Même en appliquant, à tort, la méthode « valaisanne », l’AFC-GE s’était fondée sur des données erronées, en fixant une durée hebdomadaire du travail à quarante heures, alors que l’activité de MM. J______, K______ et E______ était comprise entre cinquante et soixante heures. C’est également à tort que l’AFC-GE s’était limitée à tenir compte de leur ancienneté au sein de la société, sans prendre en compte leur expérience professionnelle dans son ensemble. La prise en compte du salaire médian des statistiques de l’OGMT n’avait d’ailleurs pas de sens et allait à l’encontre de la notion de prestation appréciable en argent, laquelle exigeait une disproportion manifeste entre la prestation et la contre-prestation. De la sorte, le salaire le plus élevé devait être retenu, pour autant que la méthode « valaisanne » fût applicable.

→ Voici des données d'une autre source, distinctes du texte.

/// Progress Module
///
/// Per-height state tracking and pipeline-wide counters.
use std::collections::HashMap;
use std::sync::atomic::{AtomicBool, AtomicU64, Ordering};
use std::sync::{Mutex, MutexGuard};
use std::time::Duration;

use crate::models::{BlockHeight, HeightState};

#[derive(Debug, Default)]
struct TrackerState {
    /// Non-terminal heights only; bounded by queue capacities plus worker count
    in_flight: HashMap<BlockHeight, HeightState>,
    highest_dispatched: Option<BlockHeight>,
    written: u64,
    failed: Vec<BlockHeight>,
}

/// Tracks the `Pending → ... → Written | Failed` state machine of every dispatched height.
///
/// Heights are dispatched in increasing order, so anything at or below the highest dispatched
/// height that is not in flight has reached a terminal state.
#[derive(Debug, Default)]
pub struct HeightTracker {
    state: Mutex<TrackerState>,
}

impl HeightTracker {
    pub fn new() -> Self {
        Self::default()
    }

    fn lock(&self) -> MutexGuard<'_, TrackerState> {
        self.state.lock().unwrap_or_else(|poisoned| poisoned.into_inner())
    }

    /// Register a height as `Pending`. Returns false if it was already dispatched in this run.
    pub fn dispatch(&self, height: BlockHeight) -> bool {
        let mut state = self.lock();
        if state.highest_dispatched.is_some_and(|highest| height <= highest) {
            tracing::error!(height, "Refusing duplicate dispatch");
            return false;
        }
        state.highest_dispatched = Some(height);
        state.in_flight.insert(height, HeightState::Pending);
        true
    }

    /// Forget a `Pending` height that never made it into the task queue
    pub fn release(&self, height: BlockHeight) {
        let mut state = self.lock();
        if state.in_flight.get(&height) == Some(&HeightState::Pending) {
            state.in_flight.remove(&height);
            if state.highest_dispatched == Some(height) {
                state.highest_dispatched = height.checked_sub(1);
            }
        }
    }

    /// Move an in-flight height to a non-terminal state
    pub fn advance(&self, height: BlockHeight, next: HeightState) {
        debug_assert!(!next.is_terminal());
        if let Some(current) = self.lock().in_flight.get_mut(&height) {
            *current = next;
        }
    }

    pub fn mark_written(&self, height: BlockHeight) {
        self.finish(height, HeightState::Written);
    }

    pub fn mark_failed(&self, height: BlockHeight) {
        self.finish(height, HeightState::Failed);
    }

    fn finish(&self, height: BlockHeight, outcome: HeightState) {
        debug_assert!(outcome.is_terminal());
        let mut state = self.lock();
        let Some(previous) = state.in_flight.remove(&height) else {
            tracing::warn!(height, ?outcome, "Height finished but was not in flight");
            return;
        };

        match outcome {
            HeightState::Failed => state.failed.push(height),
            _ => state.written += 1,
        }
        tracing::trace!(height, ?previous, ?outcome, "Height finished");
    }

    /// Current state of a height, or None if it was never dispatched
    #[cfg(test)]
    pub fn state(&self, height: BlockHeight) -> Option<HeightState> {
        let state = self.lock();
        if let Some(current) = state.in_flight.get(&height) {
            return Some(*current);
        }
        match state.highest_dispatched {
            Some(highest) if height <= highest => {
                Some(if state.failed.contains(&height) { HeightState::Failed } else { HeightState::Written })
            }
            _ => None,
        }
    }

    pub fn written_count(&self) -> u64 {
        self.lock().written
    }

    /// Failed heights in ascending order, for manual replay
    pub fn failed_heights(&self) -> Vec<BlockHeight> {
        let mut failed = self.lock().failed.clone();
        failed.sort_unstable();
        failed
    }

    /// Heights still in a non-terminal state, in ascending order
    pub fn in_flight_heights(&self) -> Vec<BlockHeight> {
        let mut heights: Vec<_> = self.lock().in_flight.keys().copied().collect();
        heights.sort_unstable();
        heights
    }

    pub fn highest_dispatched(&self) -> Option<BlockHeight> {
        self.lock().highest_dispatched
    }
}

/// Pipeline-wide counters, shared by workers and writers
#[derive(Debug, Default)]
pub struct PipelineStats {
    pub accounts_forwarded: AtomicU64,
    pub accounts_skipped: AtomicU64,
    pub accounts_written: AtomicU64,
    pub votes_written: AtomicU64,
    pub quads_added: AtomicU64,
    pub messages_dropped: AtomicU64,
    alert: AtomicBool,
}

impl PipelineStats {
    pub fn new() -> Self {
        Self::default()
    }

    pub fn incr(counter: &AtomicU64) {
        counter.fetch_add(1, Ordering::Relaxed);
    }

    /// Record a message a writer gave up on and raise the alert condition
    pub fn record_drop(&self) {
        self.messages_dropped.fetch_add(1, Ordering::Relaxed);
        self.alert.store(true, Ordering::SeqCst);
    }

    pub fn alert_raised(&self) -> bool {
        self.alert.load(Ordering::SeqCst)
    }
}

/// Final statistics of a run
#[derive(Debug, Clone, Default)]
pub struct PipelineReport {
    pub start_height: BlockHeight,
    pub end_height: BlockHeight,
    pub blocks_dispatched: u64,
    pub blocks_written: u64,
    pub failed_heights: Vec<BlockHeight>,
    /// Heights dispatched but abandoned by a shutdown before reaching a terminal state
    pub unfinished_heights: Vec<BlockHeight>,
    pub accounts_forwarded: u64,
    pub accounts_skipped: u64,
    pub accounts_written: u64,
    pub votes_written: u64,
    pub quads_added: u64,
    pub messages_dropped: u64,
    pub alert_raised: bool,
    pub elapsed_time: Duration,
}

impl PipelineReport {
    pub fn collect(
        start_height: BlockHeight,
        end_height: BlockHeight,
        tracker: &HeightTracker,
        stats: &PipelineStats,
        elapsed_time: Duration,
    ) -> Self {
        let load = |counter: &AtomicU64| counter.load(Ordering::Relaxed);
        let blocks_dispatched =
            tracker.highest_dispatched().map(|highest| (highest + 1).saturating_sub(start_height)).unwrap_or(0);

        Self {
            start_height,
            end_height,
            blocks_dispatched,
            blocks_written: tracker.written_count(),
            failed_heights: tracker.failed_heights(),
            unfinished_heights: tracker.in_flight_heights(),
            accounts_forwarded: load(&stats.accounts_forwarded),
            accounts_skipped: load(&stats.accounts_skipped),
            accounts_written: load(&stats.accounts_written),
            votes_written: load(&stats.votes_written),
            quads_added: load(&stats.quads_added),
            messages_dropped: load(&stats.messages_dropped),
            alert_raised: stats.alert_raised(),
            elapsed_time,
        }
    }

    pub fn success_rate(&self) -> f64 {
        if self.blocks_dispatched == 0 {
            0.0
        } else {
            (self.blocks_written as f64 / self.blocks_dispatched as f64) * 100.0
        }
    }

    pub fn blocks_per_second(&self) -> f64 {
        let secs = self.elapsed_time.as_secs_f64();
        if secs == 0.0 {
            0.0
        } else {
            self.blocks_written as f64 / secs
        }
    }
}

La société était exposée à des risques concrets compris entre CHF 1'300'000.- et 2'100'000.-, dès lors qu’en 2006 et 2007, des avoirs de clients avaient été placés dans des fonds bloqués par les banques dépositaires en raison d’actions ouvertes à l’encontre des administrateurs ou des liquidateurs de ces fonds. Bien que B______ ne s’estimât pas juridiquement responsable de ces placements, elle ne craignait pas moins les réclamations des clients. La provision, d’un montant de CHF 1'180'000.-, s’inscrivait ainsi en ligne avec une gestion saine et prudente des affaires de la société et était fondée sur des risques concrets. Elle ne contestait pas avoir déduit une provision pour débiteurs douteux dans ses écritures comptables.

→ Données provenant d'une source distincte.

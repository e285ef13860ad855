/// RPC Client Module
///
/// This module handles all interactions with the ledger node via JSON-RPC over HTTP.
/// The `LedgerApi` trait is the seam the pipeline depends on; `SteemRpcClient` is the
/// network implementation.
use async_trait::async_trait;
use serde_json::{json, Map, Value};
use std::sync::atomic::{AtomicU64, Ordering};
use std::sync::RwLock;
use std::time::Duration;

use crate::error::{ConfigError, DecodeError, FetchError, TransportError};
use crate::models::BlockHeight;

/// Remote node operations the harvester consumes. Results are returned as raw JSON and decoded
/// by the transform stage. A body that is not JSON at all is already a `FetchError::Decode`.
#[async_trait]
pub trait LedgerApi: Send + Sync {
    async fn get_dynamic_global_properties(&self) -> Result<Value, FetchError>;

    async fn get_block(&self, height: BlockHeight) -> Result<Value, FetchError>;

    /// History page ending at `from` (`-1` for the latest entry), at most `limit` entries
    async fn get_account_history(&self, account: &str, from: i64, limit: u32) -> Result<Value, FetchError>;

    async fn get_account_votes(&self, account: &str) -> Result<Value, FetchError>;

    async fn get_accounts(&self, names: &[String]) -> Result<Value, FetchError>;
}

pub struct SteemRpcClient {
    client: RwLock<reqwest::Client>,
    endpoint: String,
    reconnect: bool,
    timeout: Duration,
    next_id: AtomicU64,
    /// Bumped every time the connection pool is rebuilt
    generation: AtomicU64,
}

impl SteemRpcClient {
    /// Create a new RPC client for the specified endpoint
    pub fn new(endpoint: String, reconnect: bool, timeout: Duration) -> Result<Self, ConfigError> {
        let url = reqwest::Url::parse(&endpoint)
            .map_err(|e| ConfigError::InvalidEndpoint { url: endpoint.clone(), reason: e.to_string() })?;
        if !matches!(url.scheme(), "http" | "https") {
            return Err(ConfigError::InvalidEndpoint {
                url: endpoint,
                reason: format!("unsupported scheme `{}`", url.scheme()),
            });
        }

        let client = build_http_client(timeout)
            .map_err(|e| ConfigError::InvalidEndpoint { url: endpoint.clone(), reason: e.to_string() })?;

        Ok(Self { client: RwLock::new(client), endpoint, reconnect, timeout, next_id: AtomicU64::new(1), generation: AtomicU64::new(0) })
    }

    /// Get the endpoint URL this client talks to
    pub fn endpoint(&self) -> &str {
        &self.endpoint
    }

    /// How many times the connection pool has been rebuilt
    pub fn generation(&self) -> u64 {
        self.generation.load(Ordering::Relaxed)
    }

    fn http(&self) -> reqwest::Client {
        self.client.read().unwrap_or_else(|poisoned| poisoned.into_inner()).clone()
    }

    /// Drop the pooled connections so the next call dials the node again
    fn reset_connection(&self) {
        match build_http_client(self.timeout) {
            Ok(fresh) => {
                *self.client.write().unwrap_or_else(|poisoned| poisoned.into_inner()) = fresh;
                let generation = self.generation.fetch_add(1, Ordering::Relaxed) + 1;
                tracing::info!(endpoint = %self.endpoint, generation, "Reconnecting to ledger node");
            }
            Err(e) => tracing::warn!(endpoint = %self.endpoint, "Could not rebuild HTTP client: {}", e),
        }
    }

    async fn call(&self, method: &'static str, params: Value) -> Result<Value, FetchError> {
        let id = self.next_id.fetch_add(1, Ordering::Relaxed);
        let request = json!({ "jsonrpc": "2.0", "id": id, "method": method, "params": params });

        tracing::debug!(method, id, "Calling ledger node");

        let result = self.send(method, &request).await;
        if let Err(FetchError::Transport(e)) = &result {
            if self.reconnect && e.is_connection_failure() {
                self.reset_connection();
            }
        }
        result
    }

    async fn send(&self, method: &'static str, request: &Value) -> Result<Value, FetchError> {
        let http_err = |source: reqwest::Error| TransportError::Http { method, source };

        let response = self
            .http()
            .post(&self.endpoint)
            .json(request)
            .send()
            .await
            .and_then(|r| r.error_for_status())
            .map_err(http_err)?;

        // Read the bytes first so a garbled body is told apart from a broken connection
        let bytes = response.bytes().await.map_err(http_err)?;
        let mut body: Map<String, Value> = serde_json::from_slice(&bytes)
            .map_err(|e| DecodeError::Structural(format!("`{}` response is not a JSON-RPC object: {}", method, e)))?;

        if let Some(error) = body.get("error").filter(|e| !e.is_null()) {
            return Err(TransportError::Rpc {
                method,
                code: error.get("code").and_then(|c| c.as_i64()).unwrap_or_default(),
                message: error.get("message").and_then(|m| m.as_str()).unwrap_or("unknown error").to_string(),
            }
            .into());
        }

        // A present-but-null result is meaningful (e.g. a block that does not exist yet)
        Ok(body.remove("result").ok_or(TransportError::EmptyResponse { method })?)
    }
}

fn build_http_client(timeout: Duration) -> reqwest::Result<reqwest::Client> {
    reqwest::Client::builder()
        .timeout(timeout)
        .connect_timeout(timeout.min(Duration::from_secs(10)))
        .tcp_keepalive(Duration::from_secs(30))
        .pool_idle_timeout(Duration::from_secs(90))
        .build()
}

#[async_trait]
impl LedgerApi for SteemRpcClient {
    async fn get_dynamic_global_properties(&self) -> Result<Value, FetchError> {
        self.call("condenser_api.get_dynamic_global_properties", json!([])).await
    }

    async fn get_block(&self, height: BlockHeight) -> Result<Value, FetchError> {
        self.call("condenser_api.get_block", json!([height])).await
    }

    async fn get_account_history(&self, account: &str, from: i64, limit: u32) -> Result<Value, FetchError> {
        self.call("condenser_api.get_account_history", json!([account, from, limit])).await
    }

    async fn get_account_votes(&self, account: &str) -> Result<Value, FetchError> {
        self.call("condenser_api.get_account_votes", json!([account])).await
    }

    async fn get_accounts(&self, names: &[String]) -> Result<Value, FetchError> {
        self.call("condenser_api.get_accounts", json!([names])).await
    }
}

Elle a produit un courrier de HSBC private bank suisse S.A. du 8 février 2011, dont le destinataire avait été caviardé, concernant le blocage d’un compte bancaire suite à l’affaire « Madoff ».

11) Par courrier du 10 août 2011, l’AFC-GE a indiqué être disposée à admettre un temps de travail hebdomadaire de cinquante-cinq à soixante heures pour chaque salarié-actionnaire, pour autant que B______ confirme et justifie que les intéressés ne déployaient pas d’autre activité lucrative dépendante ou indépendante parallèlement à celle au sein de la société.

12) Le 17 août 2011, le TAPI a transmis le courrier de l’AFC-GE du 10 août 2011 à B______, lui octroyant un délai au 5 septembre 2011 pour se déterminer.

13) Par courrier du 5 septembre 2011, B______ a versé les pièces suivantes à la procédure :

- un courrier à l’AFC-GE du 2 septembre 2011 confirmant que MM. J______, K______ et E______ n’avaient pas exercé d’autres activités professionnelles rémunérées hors du groupe B______ durant les années 2006 à 2009 ;

- un extrait des déclarations fiscales : de M. J______ pour l’année 2010 indiquant un salaire annuel brut de CHF 490'835.- versé par B______ ; de M. K______ pour les années 2006, 2007, 2008 et 2010, indiquant un salaire annuel brut de respectivement CHF 559'787.-, CHF 597'500.-, CHF 487'500.- et CHF 458'221.- versé par B______ ; de M. E______ pour l’année 2010, indiquant un salaire annuel brut de CHF 494'000.- versé par B______.

14) Par jugement du 24 septembre 2012, reçu par B______ le 5 octobre 2012, le TAPI a partiellement admis le recours et renvoyé le dossier à l’AFC-GE pour nouvelles décisions de taxation, mettant à la charge de la recourante un émolument de CHF 500.-.

Si la provision pour litiges clients était justifiée dans son principe en raison des risques liés à l’activité déployée par B______, il n’en demeurait pas moins que la pratique stricte de l’AFC-GE devait être appliquée, le TAPI ne pouvant faire œuvre de législateur. Au surplus, B______ n’avait pas démontré la survenance d’un quelconque risque durant la période fiscale concernée, pas davantage qu’elle ne l’avait quantifié de manière probante.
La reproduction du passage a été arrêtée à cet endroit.